The Academy of Country Music didn’t forget Beyoncé. They just didn’t vote for her. And that silence speaks louder than any nomination list ever could.
When the 2025 ACM nominations dropped, Beyoncé’s name was nowhere to be found, not in Album of the Year, Song, or anything. The reaction online was surprisingly subdued, as if even the pop faithful knew the moment had passed. “Snubbed” is the word some used, but it doesn’t quite land this time. There was no glitch in the system. Beyoncé released Cowboy Carter, and country’s gatekeepers heard it—and chose to move on.
Cowboy Carter debuted in a storm of anticipation in March 2024, hailed as Beyoncé’s country album… until it wasn’t. She quickly clarified it wasn’t a country record after all, calling it a response to exclusion rather than an attempt to assimilate. That clarification felt deliberate. Maybe even strategic. But it also undercut the album’s chances of being embraced by a community that’s always cautious with outsiders, especially when those outsiders don’t seem interested in staying for long.

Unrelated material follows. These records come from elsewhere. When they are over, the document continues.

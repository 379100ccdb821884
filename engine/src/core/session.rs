//! Chain session data model and its pure state transitions.
//!
//! A session is the serializable record that lets a chain resume across
//! independent invocations. `current_step` is the step most recently handed
//! to the caller and awaiting its response.

use std::collections::BTreeMap;
use std::fmt;

use serde::{Deserialize, Serialize};

use crate::core::gates::GateDefinition;
use crate::core::types::{ArgMap, ParsedCommand, ShellVerifyConfig};
use crate::core::verify::AttemptRecord;

#[derive(Debug, Clone, Copy, PartialEq, Eq, Serialize, Deserialize)]
#[serde(rename_all = "lowercase")]
pub enum SessionLifecycle {
    /// The run that `chain-<base>` resolves to.
    Canonical,
    /// A superseded or finished run, reachable only by explicit id.
    Dormant,
}

#[derive(Debug, Clone, Copy, PartialEq, Eq, Serialize, Deserialize)]
#[serde(rename_all = "lowercase")]
pub enum SessionStatus {
    Active,
    Completed,
    Aborted,
}

/// Why a step holds synthetic output.
#[derive(Debug, Clone, Copy, PartialEq, Eq, Serialize, Deserialize)]
#[serde(rename_all = "kebab-case")]
pub enum PlaceholderSource {
    /// The caller resumed without a `user_response`.
    MissingResponse,
    /// A gate review was skipped via `gate_action:"skip"`.
    GateSkip,
    /// A shell verification was skipped via `gate_action:"skip"`.
    VerificationSkip,
}

#[derive(Debug, Clone, PartialEq, Eq, Serialize, Deserialize)]
#[serde(tag = "status", rename_all = "camelCase")]
pub enum StepState {
    Pending,
    #[serde(rename_all = "camelCase")]
    Completed {
        output: String,
        is_placeholder: bool,
        #[serde(default, skip_serializing_if = "Option::is_none")]
        placeholder_source: Option<PlaceholderSource>,
        captured_at: i64,
    },
}

impl StepState {
    pub fn is_placeholder(&self) -> bool {
        matches!(self, Self::Completed { is_placeholder: true, .. })
    }

    pub fn is_real(&self) -> bool {
        matches!(self, Self::Completed { is_placeholder: false, .. })
    }

    pub fn output(&self) -> Option<&str> {
        match self {
            Self::Completed { output, .. } => Some(output),
            Self::Pending => None,
        }
    }
}

#[derive(Debug, Clone, PartialEq, Eq, Serialize, Deserialize)]
#[serde(rename_all = "camelCase")]
pub struct ChainSessionState {
    pub current_step: u32,
    pub total_steps: u32,
    pub step_states: BTreeMap<u32, StepState>,
    pub last_updated: i64,
}

#[derive(Debug, Clone, PartialEq, Eq, Serialize, Deserialize)]
#[serde(rename_all = "camelCase")]
pub struct GateReviewPrompt {
    pub gate_id: String,
    pub prompt: String,
}

#[derive(Debug, Clone, PartialEq, Eq, Serialize, Deserialize)]
#[serde(rename_all = "camelCase")]
pub struct ReviewAttempt {
    pub verdict: String,
    pub rationale: String,
    pub at: i64,
}

#[derive(Debug, Clone, PartialEq, Eq, Serialize, Deserialize)]
#[serde(rename_all = "camelCase")]
pub struct PendingGateReview {
    pub gate_ids: Vec<String>,
    pub combined_prompt: String,
    pub prompts: Vec<GateReviewPrompt>,
    pub created_at: i64,
    pub attempt_count: u32,
    pub max_attempts: u32,
    pub step_number: u32,
    #[serde(default)]
    pub history: Vec<ReviewAttempt>,
}

impl PendingGateReview {
    pub fn is_exhausted(&self) -> bool {
        self.attempt_count >= self.max_attempts
    }
}

#[derive(Debug, Clone, PartialEq, Eq, Serialize, Deserialize)]
#[serde(rename_all = "camelCase")]
pub struct VerificationResult {
    pub passed: bool,
    pub exit_code: i32,
    pub stdout: String,
    pub stderr: String,
    pub duration_ms: u64,
    pub command: String,
    #[serde(default)]
    pub timed_out: bool,
    #[serde(default)]
    pub isolated: bool,
}

#[derive(Debug, Clone, PartialEq, Eq, Serialize, Deserialize)]
#[serde(rename_all = "camelCase")]
pub struct PendingShellVerification {
    pub gate_id: String,
    pub shell_verify: ShellVerifyConfig,
    pub attempt_count: u32,
    pub max_attempts: u32,
    pub previous_results: Vec<VerificationResult>,
    pub step_number: u32,
    #[serde(default)]
    pub checkpoint: Option<Checkpoint>,
    /// What each attempt tried and learned; survives a `retry` reset.
    #[serde(default)]
    pub history: Vec<AttemptRecord>,
}

/// Worktree state recorded before a verification, for `rollback:true`.
#[derive(Debug, Clone, PartialEq, Eq, Serialize, Deserialize)]
#[serde(rename_all = "camelCase")]
pub struct Checkpoint {
    /// Commit-ish holding the tracked files.
    pub reference: String,
    /// Untracked, non-ignored paths that already existed; anything else
    /// untracked at restore time is removed.
    #[serde(default)]
    pub untracked: Vec<String>,
}

impl PendingShellVerification {
    pub fn new(gate_id: impl Into<String>, config: ShellVerifyConfig, step_number: u32) -> Self {
        let max_attempts = config.max_iterations.max(1);
        Self {
            gate_id: gate_id.into(),
            shell_verify: config,
            attempt_count: 0,
            max_attempts,
            previous_results: Vec::new(),
            step_number,
            checkpoint: None,
            history: Vec::new(),
        }
    }

    pub fn is_exhausted(&self) -> bool {
        self.attempt_count >= self.max_attempts
    }

    pub fn last_result(&self) -> Option<&VerificationResult> {
        self.previous_results.last()
    }
}

/// How gates supplied with the request are scoped.
#[derive(Debug, Clone, Copy, PartialEq, Eq, Serialize, Deserialize, Default)]
#[serde(rename_all = "lowercase")]
pub enum GateScope {
    /// Removed when the invocation finishes.
    #[default]
    Execution,
    /// Kept until the chain completes.
    Chain,
}

/// Everything needed to re-hydrate a chain from only its identifier.
#[derive(Debug, Clone, PartialEq, Serialize, Deserialize)]
#[serde(rename_all = "camelCase")]
pub struct SessionBlueprint {
    pub parsed_command: ParsedCommand,
    #[serde(default)]
    pub temporary_gates: Vec<GateDefinition>,
    #[serde(default)]
    pub client_gates: Vec<String>,
    #[serde(default)]
    pub gate_scope: GateScope,
    #[serde(default)]
    pub api_validation: bool,
}

#[derive(Debug, Clone, PartialEq, Serialize, Deserialize)]
#[serde(rename_all = "camelCase")]
pub struct ChainSession {
    pub session_id: String,
    pub chain_id: String,
    pub state: ChainSessionState,
    #[serde(default)]
    pub pending_gate_review: Option<PendingGateReview>,
    #[serde(default)]
    pub pending_shell_verification: Option<PendingShellVerification>,
    pub lifecycle: SessionLifecycle,
    pub status: SessionStatus,
    pub original_args: ArgMap,
    pub start_time: i64,
    pub last_activity: i64,
    pub blueprint: SessionBlueprint,
}

impl ChainSession {
    pub fn new(
        session_id: String,
        chain_id: String,
        blueprint: SessionBlueprint,
        original_args: ArgMap,
        now: i64,
    ) -> Self {
        let total_steps = blueprint.parsed_command.total_steps().max(1);
        let step_states = (1..=total_steps).map(|n| (n, StepState::Pending)).collect();
        Self {
            session_id,
            chain_id,
            state: ChainSessionState {
                current_step: 1,
                total_steps,
                step_states,
                last_updated: now,
            },
            pending_gate_review: None,
            pending_shell_verification: None,
            lifecycle: SessionLifecycle::Canonical,
            status: SessionStatus::Active,
            original_args,
            start_time: now,
            last_activity: now,
            blueprint,
        }
    }

    pub fn is_active(&self) -> bool {
        self.status == SessionStatus::Active
    }

    pub fn is_complete(&self) -> bool {
        self.status == SessionStatus::Completed
    }

    pub fn current_step(&self) -> u32 {
        self.state.current_step
    }

    pub fn step_state(&self, step: u32) -> Option<&StepState> {
        self.state.step_states.get(&step)
    }

    /// Store a real response for `step`, replacing any placeholder.
    pub fn capture_response(&mut self, step: u32, output: &str, now: i64) {
        self.state.step_states.insert(
            step,
            StepState::Completed {
                output: output.to_string(),
                is_placeholder: false,
                placeholder_source: None,
                captured_at: now,
            },
        );
        self.touch(now);
    }

    /// Store a synthetic output for `step` unless a real response is already present.
    ///
    /// Returns `true` when a placeholder was written.
    pub fn record_placeholder(&mut self, step: u32, source: PlaceholderSource, now: i64) -> bool {
        if self.step_state(step).is_some_and(StepState::is_real) {
            return false;
        }
        self.state.step_states.insert(
            step,
            StepState::Completed {
                output: placeholder_text(step, source),
                is_placeholder: true,
                placeholder_source: Some(source),
                captured_at: now,
            },
        );
        self.touch(now);
        true
    }

    /// Move to the next step; completes the session past the last one.
    pub fn advance(&mut self, now: i64) {
        if self.state.current_step >= self.state.total_steps {
            self.status = SessionStatus::Completed;
        } else {
            self.state.current_step += 1;
        }
        self.touch(now);
    }

    pub fn abort(&mut self, now: i64) {
        self.status = SessionStatus::Aborted;
        self.pending_gate_review = None;
        self.pending_shell_verification = None;
        self.touch(now);
    }

    pub fn touch(&mut self, now: i64) {
        self.state.last_updated = now;
        self.last_activity = now;
    }

    /// Outputs captured so far, keyed by step number.
    pub fn outputs(&self) -> BTreeMap<u32, String> {
        self.state
            .step_states
            .iter()
            .filter_map(|(n, s)| s.output().map(|o| (*n, o.to_string())))
            .collect()
    }

    pub fn completed_steps(&self) -> u32 {
        self.state
            .step_states
            .values()
            .filter(|s| matches!(s, StepState::Completed { .. }))
            .count() as u32
    }

    pub fn has_pending_work(&self) -> bool {
        self.pending_gate_review.is_some() || self.pending_shell_verification.is_some()
    }
}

Still, the Grammys ate it up. Beyoncé took home Best Country Album and Album of the Year, racking up 11 nominations in total. However, the Grammys have long operated as more of a pop culture barometer than a genre-specific honor. Awards there don’t necessarily reflect the opinion of boots-on-the-ground country artists or the infrastructure that supports them. Which is exactly what ACM CEO Damon Whiteside alluded to when he explained Beyoncé’s absence from the nominations.
“They’re going to be voting for artists they’ve got relationships with,” Whiteside said. “Artists who are in the country music business 365.”
Translation? You can’t drop into the genre once every couple decades and expect a warm welcome. This isn’t just about eligibility. It’s about consistency, investment, and community. Beyoncé didn’t do country radio interviews. She didn’t hit the small venues or even the major festivals. She didn’t do the country grind. And whether fair or not, that matters in Nashville.
Luke Bryan summed it up best, even though he caught heat for it: If you don’t participate in the world of country music, you probably aren’t going to get awards from it. That’s not gatekeeping. That’s just how it works for everyone, including most of the genre’s own independent artists who also get passed over year after year.
Meanwhile, the genre embraces someone like Post Malone—a certified global pop and hip-hop star—because he’s shown up. He cut songs with Morgan Wallen and Ernest. He’s played at the Opry. He’s hinted at a full country album. He’s not using the genre as a costume or a concept. He’s joining the conversation, not just crashing the party.
That’s the difference. And Beyoncé, for all her talent and cultural gravity, didn’t make that choice. She dropped a project and kept moving. Respectfully, that’s her prerogative. But nobody gets nominated in country for treating it like a side quest.
So, no, Beyoncé wasn’t nominated at the 2025 ACMs. Not because the voters didn’t notice her, but because they did, and they still said no.